Extracted entries:
//! Bootloader session.
//!
//! [`Bootloader`] owns a [`Transport`] and the state that lives for one
//! session: the frame checksum selected by the image header, the cached flash
//! row ranges and the abort flag. Taking `&mut self` in every operation keeps
//! sessions on one bootloader strictly sequential.
//!
//! ## Example
//!
//! ```rust,no_run
//! use cybtldr::{Bootloader, FirmwareImage, NativeTransport, SerialConfig};
//!
//! fn main() -> Result<(), Box<dyn std::error::Error>> {
//!     let image = FirmwareImage::open("app.cyacd")?;
//!     let transport = NativeTransport::new(SerialConfig::new("/dev/ttyACM0", 115_200));
//!     let mut bootloader = Bootloader::new(transport);
//!
//!     bootloader.program(&image, None, 0, &mut |p: &cybtldr::Progress| {
//!         println!("line {}/{}", p.line, p.total_lines);
//!     })?;
//!     Ok(())
//! }
//! ```

mod ops;
mod session;
#[cfg(test)]
pub(crate) mod testing;
mod transfer;

pub use transfer::{TransferConfig, transfer};

use crate::protocol::checksum::ChecksumType;
use crate::protocol::command::RowRange;
use crate::transport::Transport;
use std::fmt;
use std::sync::Arc;
use std::sync::atomic::{AtomicBool, Ordering};

/// Number of flash arrays a bootloader can expose.
pub const MAX_FLASH_ARRAYS: usize = 64;

/// Bootloader version family this host supports.
pub const SUPPORTED_BOOTLOADER: u32 = 0x01_0000;

/// Bits of the bootloader version compared against [`SUPPORTED_BOOTLOADER`].
pub const BOOTLOADER_VERSION_MASK: u32 = 0xFF_0000;

/// Operation applied to every row of an image.
#[derive(Debug, Clone, Copy, PartialEq, Eq)]
#[cfg_attr(feature = "serde", derive(serde::Serialize))]
pub enum Action {
    /// Write and verify every row.
    Program,
    /// Erase every row.
    Erase,
    /// Compare every row against the device.
    Verify,
}

impl fmt::Display for Action {
    fn fmt(&self, f: &mut fmt::Formatter<'_>) -> fmt::Result {
        f.write_str(match self {
            Self::Program => "program",
            Self::Erase => "erase",
            Self::Verify => "verify",
        })
    }
}

/// Where a session currently is.
#[derive(Debug, Clone, Copy, PartialEq, Eq, Default)]
pub enum SessionState {
    /// No session.
    #[default]
    Idle,
    /// Link open, entering the bootloader.
    Open,
    /// Processing image rows.
    RowLoop,
    /// Verifying and leaving the bootloader.
    Closing,
}

/// Progress of the row loop, reported after every processed line.
#[derive(Debug, Clone, Copy, PartialEq, Eq)]
pub struct Progress {
    /// Running action.
    pub action: Action,
    /// Number of the line just processed, starting at 1.
    pub line: usize,
    /// Number of lines in the image.
    pub total_lines: usize,
    /// Rows processed so far.
    pub rows: usize,
}

/// Shared flag that stops a running session at the next row.
///
/// Cloning yields a handle to the same flag, so it can be moved into a
/// signal handler or another thread.
#[derive(Debug, Clone, Default)]
pub struct AbortHandle(Arc<AtomicBool>);

impl AbortHandle {
    /// Request the running session to stop.
    pub fn abort(&self) {
        self.0.store(true, Ordering::SeqCst);
    }

    /// Check if an abort was requested.
    pub fn is_aborted(&self) -> bool {
        self.0.load(Ordering::SeqCst)
    }

    pub(crate) fn reset(&self) {
        self.0.store(false, Ordering::SeqCst);
    }
}

/// Host side of a bootloader session.
pub struct Bootloader<T: Transport> {
    transport: T,
    checksum: ChecksumType,
    valid_rows: [Option<RowRange>; MAX_FLASH_ARRAYS],
    transfer: TransferConfig,
    abort: AbortHandle,
    state: SessionState,
}

impl<T: Transport> Bootloader<T> {
    /// Create a bootloader over `transport` with default transfer settings.
    pub fn new(transport: T) -> Self {
        Self {
            transport,
            checksum: ChecksumType::default(),
            valid_rows: [None; MAX_FLASH_ARRAYS],
            transfer: TransferConfig::default(),
            abort: AbortHandle::default(),
            state: SessionState::Idle,
        }
    }

    /// Replace the transfer settings.
    #[must_use]
    pub fn with_transfer_config(mut self, config: TransferConfig) -> Self {
        self.transfer = config;
        self
    }

    /// Use an existing abort flag.
    #[must_use]
    pub fn with_abort_handle(mut self, handle: AbortHandle) -> Self {
        self.abort = handle;
        self
    }

    /// Handle that stops the running session.
    pub fn abort_handle(&self) -> AbortHandle {
        self.abort.clone()
    }

    /// Request the running session to stop at the next row.
    pub fn abort(&self) {
        self.abort.abort();
    }

    /// Current session state.
    pub fn state(&self) -> SessionState {
        self.state
    }

    /// Frame checksum in use.
    pub fn checksum(&self) -> ChecksumType {
        self.checksum
    }

    /// Select the frame checksum for the following commands.
    pub fn set_checksum(&mut self, checksum: ChecksumType) {
        self.checksum = checksum;
    }

    /// Transfer settings.
    pub fn transfer_config(&self) -> &TransferConfig {
        &self.transfer
    }

    /// Cached row range of a flash array.
    pub fn cached_row_range(&self, array_id: u8) -> Option<RowRange> {
        self.valid_rows
            .get(usize::from(array_id))
            .copied()
            .flatten()
    }

    /// Borrow the transport.
    pub fn transport(&self) -> &T {
        &self.transport
    }

    /// Mutably borrow the transport.
    pub fn transport_mut(&mut self) -> &mut T {
        &mut self.transport
    }

    /// Release the transport.
    pub fn into_inner(self) -> T {
        self.transport
    }

    fn reset_session(&mut self) {
        self.valid_rows = [None; MAX_FLASH_ARRAYS];
        self.abort.reset();
    }
}

impl<T: Transport> fmt::Debug for Bootloader<T> {
    fn fmt(&self, f: &mut fmt::Formatter<'_>) -> fmt::Result {
        f.debug_struct("Bootloader")
            .field("checksum", &self.checksum)
            .field("state", &self.state)
            .field("transfer", &self.transfer)
            .finish_non_exhaustive()
    }
}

Assigned task: Please copy, word for word, every line from the first line of the records through the line containing "#[cfg(test)]", with both of those lines included and nothing else.

Solved exercise:
//! Bootloader session.
//!
//! [`Bootloader`] owns a [`Transport`] and the state that lives for one
//! session: the frame checksum selected by the image header, the cached flash
//! row ranges and the abort flag. Taking `&mut self` in every operation keeps
//! sessions on one bootloader strictly sequential.
//!
//! ## Example
//!
//! ```rust,no_run
//! use cybtldr::{Bootloader, FirmwareImage, NativeTransport, SerialConfig};
//!
//! fn main() -> Result<(), Box<dyn std::error::Error>> {
//!     let image = FirmwareImage::open("app.cyacd")?;
//!     let transport = NativeTransport::new(SerialConfig::new("/dev/ttyACM0", 115_200));
//!     let mut bootloader = Bootloader::new(transport);
//!
//!     bootloader.program(&image, None, 0, &mut |p: &cybtldr::Progress| {
//!         println!("line {}/{}", p.line, p.total_lines);
//!     })?;
//!     Ok(())
//! }
//! ```

mod ops;
mod session;
#[cfg(test)]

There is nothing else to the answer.